The Secretary took that opportunity of touching on the practical
question of Mr Sloppy's capabilities. He would have made a
wonderful cabinet-maker, said Mrs Higden, 'if there had been the
money to put him to it.' She had seen him handle tools that he had
borrowed to mend the mangle, or to knock a broken piece of
furniture together, in a surprising manner. As to constructing toys
for the Minders, out of nothing, he had done that daily. And once
as many as a dozen people had got together in the lane to see the
neatness with which he fitted the broken pieces of a foreign
monkey's musical instrument. 'That's well,' said the Secretary. 'It
will not be hard to find a trade for him.'

John Harmon being buried under mountains now, the Secretary
that very same day set himself to finish his affairs and have done
with him. He drew up an ample declaration, to be signed by
Rogue Riderhood (knowing he could get his signature to it, by
making him another and much shorter evening call), and then
considered to whom should he give the document? To Hexam's
son, or daughter? Resolved speedily, to the daughter. But it
would be safer to avoid seeing the daughter, because the son had
seen Julius Handford, and--he could not be too careful--there
might possibly be some comparison of notes between the son and
daughter, which would awaken slumbering suspicion, and lead to
consequences. 'I might even,' he reflected, 'be apprehended as
having been concerned in my own murder!' Therefore, best to
send it to the daughter under cover by the post. Pleasant
Riderhood had undertaken to find out where she lived, and it was
not necessary that it should be attended by a single word of
explanation. So far, straight.

But, all that he knew of the daughter he derived from Mrs Boffin's
accounts of what she heard from Mr Lightwood, who seemed to
have a reputation for his manner of relating a story, and to have
made this story quite his own. It interested him, and he would like
to have the means of knowing more--as, for instance, that she
received the exonerating paper, and that it satisfied her--by
opening some channel altogether independent of Lightwood: who
likewise had seen Julius Handford, who had publicly advertised
for Julius Handford, and whom of all men he, the Secretary, most
avoided. 'But with whom the common course of things might
bring me in a moment face to face, any day in the week or any
hour in the day.'

Now, to cast about for some likely means of opening such a
channel. The boy, Hexam, was training for and with a
schoolmaster. The Secretary knew it, because his sister's share in
that disposal of him seemed to be the best part of Lightwood's
account of the family. This young fellow, Sloppy, stood in need of
some instruction. If he, the Secretary, engaged that schoolmaster
to impart it to him, the channel might be opened. The next point
was, did Mrs Boffin know the schoolmaster's name? No, but she
knew where the school was. Quite enough. Promptly the
Secretary wrote to the master of that school, and that very
evening Bradley Headstone answered in person.
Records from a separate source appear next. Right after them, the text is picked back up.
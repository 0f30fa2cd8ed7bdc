//! Node orchestration: the listening socket, the peer set, gossip
//! broadcast, mining and chain synchronization.

mod handler;
pub mod miner;

pub use miner::{Miner, PROGRESS_INTERVAL, WORKERS};

use crate::domain::{Block, Blockchain, Transaction};
use crate::error::Result;
use crate::network::{MAX_PEERS, Message, MessageType, PeerSet, send_request};
use rand::seq::SliceRandom;
use std::sync::atomic::{AtomicBool, Ordering};
use std::sync::{Arc, Mutex as StdMutex};
use tokio::net::TcpListener;
use tokio::sync::RwLock;
use tokio::task::JoinHandle;
use tracing::{debug, error, info, warn};

/// Callback invoked after a gossiped transaction enters the mempool.
pub type TransactionHook = Box<dyn Fn(&Transaction) + Send + Sync>;
/// Callback invoked after a gossiped block is committed.
pub type BlockHook = Box<dyn Fn(&Block) + Send + Sync>;

/// One participant in the flat peer-to-peer overlay.
///
/// `Node` is a cheap-clone handle over shared state, so connection handlers
/// and broadcast tasks all operate on the same blockchain, miner and peer
/// set. Blockchain mutations are serialized behind a single write lock;
/// nothing observes the chain mid-update.
#[derive(Clone)]
pub struct Node {
    inner: Arc<NodeInner>,
}

struct NodeInner {
    port: u16,
    address: String,
    wallet: String,
    blockchain: RwLock<Blockchain>,
    miner: Miner,
    peers: PeerSet,
    running: AtomicBool,
    accept_task: StdMutex<Option<JoinHandle<()>>>,
    on_new_transaction: StdMutex<Option<TransactionHook>>,
    on_new_block: StdMutex<Option<BlockHook>>,
}

impl Node {
    /// Create a node advertising `host:port`. Mining rewards go to
    /// `wallet`, defaulting to the node's own address.
    pub fn new(host: &str, port: u16, wallet: Option<String>) -> Node {
        let address = format!("{host}:{port}");
        let wallet = wallet
            .filter(|name| !name.is_empty())
            .unwrap_or_else(|| address.clone());
        Node {
            inner: Arc::new(NodeInner {
                port,
                address: address.clone(),
                wallet: wallet.clone(),
                blockchain: RwLock::new(Blockchain::new()),
                miner: Miner::new(wallet),
                peers: PeerSet::new(address),
                running: AtomicBool::new(false),
                accept_task: StdMutex::new(None),
                on_new_transaction: StdMutex::new(None),
                on_new_block: StdMutex::new(None),
            }),
        }
    }

    pub fn address(&self) -> &str {
        &self.inner.address
    }

    pub fn wallet(&self) -> &str {
        &self.inner.wallet
    }

    pub fn is_running(&self) -> bool {
        self.inner.running.load(Ordering::SeqCst)
    }

    /// Bind on `0.0.0.0:port` and start accepting connections. The accept
    /// loop runs in its own task; each accepted connection gets a
    /// short-lived handler task of its own.
    pub async fn start(&self) -> Result<()> {
        let listener = TcpListener::bind(("0.0.0.0", self.inner.port)).await?;
        self.inner.running.store(true, Ordering::SeqCst);
        info!(address = %self.address(), "node started");

        let node = self.clone();
        let handle = tokio::spawn(async move {
            loop {
                match listener.accept().await {
                    Ok((stream, peer_addr)) => {
                        if !node.is_running() {
                            break;
                        }
                        let node = node.clone();
                        tokio::spawn(async move {
                            if let Err(err) = handler::process_stream(node, stream).await {
                                debug!(peer = %peer_addr, error = %err, "connection dropped");
                            }
                        });
                    }
                    Err(err) => {
                        if !node.is_running() {
                            break;
                        }
                        error!(error = %err, "failed to accept connection");
                    }
                }
            }
        });
        *self.inner.accept_task.lock().unwrap() = Some(handle);
        Ok(())
    }

    /// Stop accepting, ask the miner to terminate, close the socket.
    pub fn stop(&self) {
        self.inner.running.store(false, Ordering::SeqCst);
        self.inner.miner.stop_mining();
        if let Some(handle) = self.inner.accept_task.lock().unwrap().take() {
            handle.abort();
        }
        info!(address = %self.address(), "node stopped");
    }

    /// Ping a peer, register it on a successful reply, then ask it for the
    /// peers it already knows.
    pub async fn connect_to_peer(&self, peer_address: &str) -> bool {
        if peer_address == self.address() {
            return false;
        }
        if self.inner.peers.len() >= MAX_PEERS {
            warn!(limit = MAX_PEERS, "peer limit reached");
            return false;
        }
        match self.send_to_peer(peer_address, Message::ping()).await {
            Ok(Some(_reply)) => {
                self.inner.peers.register(peer_address);
                self.inner.peers.record_success(peer_address);
                info!(peer = peer_address, "connected to peer");
                self.discover_peers_from(peer_address).await;
                true
            }
            _ => false,
        }
    }

    async fn discover_peers_from(&self, peer_address: &str) {
        match self.send_to_peer(peer_address, Message::discover_peers()).await {
            Ok(Some(reply)) if reply.message_type == MessageType::PeersList => {
                match reply.peers() {
                    Ok(peers) => {
                        debug!(count = peers.len(), "peers discovered");
                        for peer in peers {
                            self.inner.peers.register(&peer);
                        }
                    }
                    Err(err) => {
                        warn!(peer = peer_address, error = %err, "unusable peers list")
                    }
                }
            }
            Ok(_) => {}
            Err(err) => warn!(peer = peer_address, error = %err, "peer discovery failed"),
        }
    }

    /// Validate-and-add locally; when accepted, gossip to every peer.
    pub async fn broadcast_transaction(&self, transaction: Transaction) -> bool {
        let accepted = self
            .inner
            .blockchain
            .write()
            .await
            .add_transaction(transaction.clone());
        if accepted {
            info!(id = transaction.id(), "transaction accepted and propagated");
            self.broadcast(Message::new_transaction(&transaction), None).await;
        }
        accepted
    }

    /// Commit locally; when accepted, gossip to every peer.
    pub async fn broadcast_block(&self, block: Block) -> bool {
        let accepted = self.inner.blockchain.write().await.add_block(block.clone());
        if accepted {
            info!(index = block.index(), "block committed and propagated");
            self.broadcast(Message::new_block(&block), None).await;
        } else {
            warn!(index = block.index(), "block does not extend the current tip");
        }
        accepted
    }

    /// Build, validate and gossip a transaction in one step.
    pub async fn create_transaction(
        &self,
        sender: &str,
        recipient: &str,
        amount: f64,
    ) -> Result<Option<Transaction>> {
        let transaction = Transaction::new(sender, recipient, amount)?;
        if self.broadcast_transaction(transaction.clone()).await {
            Ok(Some(transaction))
        } else {
            Ok(None)
        }
    }

    /// Mine the current mempool against a snapshot of the chain tip.
    ///
    /// The proof-of-work search runs on dedicated OS threads; the tip may
    /// advance in the meantime, in which case the mined block is rejected
    /// on commit. Returns the mined block even when that happens, mirroring
    /// what the search actually produced.
    pub async fn mine(&self) -> Result<Option<Block>> {
        let (block_index, previous_hash, candidates) = {
            let chain = self.inner.blockchain.read().await;
            if chain.pending_transactions().is_empty() {
                info!("no pending transactions to mine");
                return Ok(None);
            }
            (
                chain.height() as u64,
                chain.last_block().hash().to_string(),
                chain.mining_candidates(),
            )
        };

        let miner = self.inner.miner.clone();
        let search = tokio::task::spawn_blocking(move || {
            let progress = |nonce: u64| debug!(nonce, "mining in progress");
            miner.mine_block(block_index, previous_hash, candidates, Some(&progress))
        });
        let mined = match search.await {
            Ok(result) => result?,
            Err(err) => {
                error!(error = %err, "mining task failed");
                None
            }
        };

        if let Some(block) = &mined {
            self.broadcast_block(block.clone()).await;
        }
        Ok(mined)
    }

    /// Poll every known peer for its chain and adopt the longest candidate
    /// that is valid and strictly longer than ours.
    pub async fn sync_blockchain(&self) -> bool {
        let mut best_chain: Option<Vec<Block>> = None;
        let mut best_length = self.inner.blockchain.read().await.height();
        let mut best_peer = String::new();

        for peer in self.inner.peers.all() {
            match self.send_to_peer(&peer, Message::request_chain()).await {
                Ok(Some(reply)) if reply.message_type == MessageType::ResponseChain => {
                    match reply.chain_snapshot() {
                        Ok(snapshot) => {
                            let candidate = snapshot.chain;
                            if candidate.len() > best_length
                                && Blockchain::is_valid_chain(&candidate)
                            {
                                info!(peer = %peer, blocks = candidate.len(), "better chain candidate found");
                                best_length = candidate.len();
                                best_peer = peer.clone();
                                best_chain = Some(candidate);
                            }
                        }
                        Err(err) => warn!(peer = %peer, error = %err, "unusable chain response"),
                    }
                }
                Ok(_) => {}
                Err(err) => error!(peer = %peer, error = %err, "chain sync failed"),
            }
        }

        match best_chain {
            Some(candidate) => {
                let replaced = self.inner.blockchain.write().await.replace_chain(candidate);
                if replaced {
                    info!(peer = %best_peer, blocks = best_length, "blockchain synchronized");
                }
                replaced
            }
            None => false,
        }
    }

    pub async fn get_balance(&self, address: &str) -> f64 {
        self.inner.blockchain.read().await.get_balance(address)
    }

    pub async fn get_available_balance(&self, address: &str) -> f64 {
        self.inner
            .blockchain
            .read()
            .await
            .get_available_balance(address)
    }

    pub async fn address_exists(&self, address: &str) -> bool {
        self.inner.blockchain.read().await.address_exists(address)
    }

    pub async fn chain(&self) -> Vec<Block> {
        self.inner.blockchain.read().await.chain().to_vec()
    }

    pub async fn chain_height(&self) -> usize {
        self.inner.blockchain.read().await.height()
    }

    pub async fn pending_transactions(&self) -> Vec<Transaction> {
        self.inner
            .blockchain
            .read()
            .await
            .pending_transactions()
            .to_vec()
    }

    pub fn peers(&self) -> Vec<String> {
        self.inner.peers.all()
    }

    pub fn peer_count(&self) -> usize {
        self.inner.peers.len()
    }

    pub fn set_on_new_transaction<F>(&self, hook: F)
    where
        F: Fn(&Transaction) + Send + Sync + 'static,
    {
        *self.inner.on_new_transaction.lock().unwrap() = Some(Box::new(hook));
    }

    pub fn set_on_new_block<F>(&self, hook: F)
    where
        F: Fn(&Block) + Send + Sync + 'static,
    {
        *self.inner.on_new_block.lock().unwrap() = Some(Box::new(hook));
    }

    /// Deliver `message` to a single peer with failure accounting: any
    /// completed exchange resets the peer's counter, any error bumps it.
    pub(crate) async fn send_to_peer(
        &self,
        peer: &str,
        mut message: Message,
    ) -> Result<Option<Message>> {
        message.sender = self.address().to_string();
        match send_request(peer, &message).await {
            Ok(reply) => {
                self.inner.peers.record_success(peer);
                Ok(reply)
            }
            Err(err) => {
                let failures = self.inner.peers.record_failure(peer);
                warn!(peer, failures, error = %err, "peer exchange failed");
                Err(err)
            }
        }
    }

    /// Best-effort gossip: fan out to every eligible peer in its own task.
    /// Send failures only touch the per-peer failure counters.
    pub(crate) async fn broadcast(&self, message: Message, exclude: Option<&str>) {
        let mut targets = self.inner.peers.broadcast_targets(exclude);
        targets.shuffle(&mut rand::rng());
        for peer in targets {
            let node = self.clone();
            let message = message.clone();
            tokio::spawn(async move {
                let _ = node.send_to_peer(&peer, message).await;
            });
        }
    }

    pub(crate) fn blockchain(&self) -> &RwLock<Blockchain> {
        &self.inner.blockchain
    }

    pub(crate) fn peer_set(&self) -> &PeerSet {
        &self.inner.peers
    }

    pub(crate) fn miner(&self) -> &Miner {
        &self.inner.miner
    }

    pub(crate) fn notify_new_transaction(&self, transaction: &Transaction) {
        if let Some(hook) = self.inner.on_new_transaction.lock().unwrap().as_ref() {
            hook(transaction);
        }
    }

    pub(crate) fn notify_new_block(&self, block: &Block) {
        if let Some(hook) = self.inner.on_new_block.lock().unwrap().as_ref() {
            hook(block);
        }
    }
}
The Secretary stated to the schoolmaster how the object was, to
send to him for certain occasional evening instruction, a youth
whom Mr and Mrs Boffin wished to help to an industrious and
useful place in life. The schoolmaster was willing to undertake the
charge of such a pupil. The Secretary inquired on what terms?
The schoolmaster stated on what terms. Agreed and disposed of.

'May I ask, sir,' said Bradley Headstone, 'to whose good opinion I
owe a recommendation to you?'

'You should know that I am not the principal here. I am Mr
Boffin's Secretary. Mr Boffin is a gentleman who inherited a
property of which you may have heard some public mention; the
Harmon property.'

'Mr Harmon,' said Bradley: who would have been a great deal
more at a loss than he was, if he had known to whom he spoke:
'was murdered and found in the river.'

'Was murdered and found in the river.'

'It was not--'

'No,' interposed the Secretary, smiling, 'it was not he who
recommended you. Mr Boffin heard of you through a certain Mr
Lightwood. I think you know Mr Lightwood, or know of him?'

'I know as much of him as I wish to know, sir. I have no
acquaintance with Mr Lightwood, and I desire none. I have no
objection to Mr Lightwood, but I have a particular objection to
some of Mr Lightwood's friends--in short, to one of Mr
Lightwood's friends. His great friend.'

He could hardly get the words out, even then and there, so fierce
did he grow (though keeping himself down with infinite pains of
repression), when the careless and contemptuous bearing of
Eugene Wrayburn rose before his mind.

The Secretary saw there was a strong feeling here on some sore
point, and he would have made a diversion from it, but for
Bradley's holding to it in his cumbersome way.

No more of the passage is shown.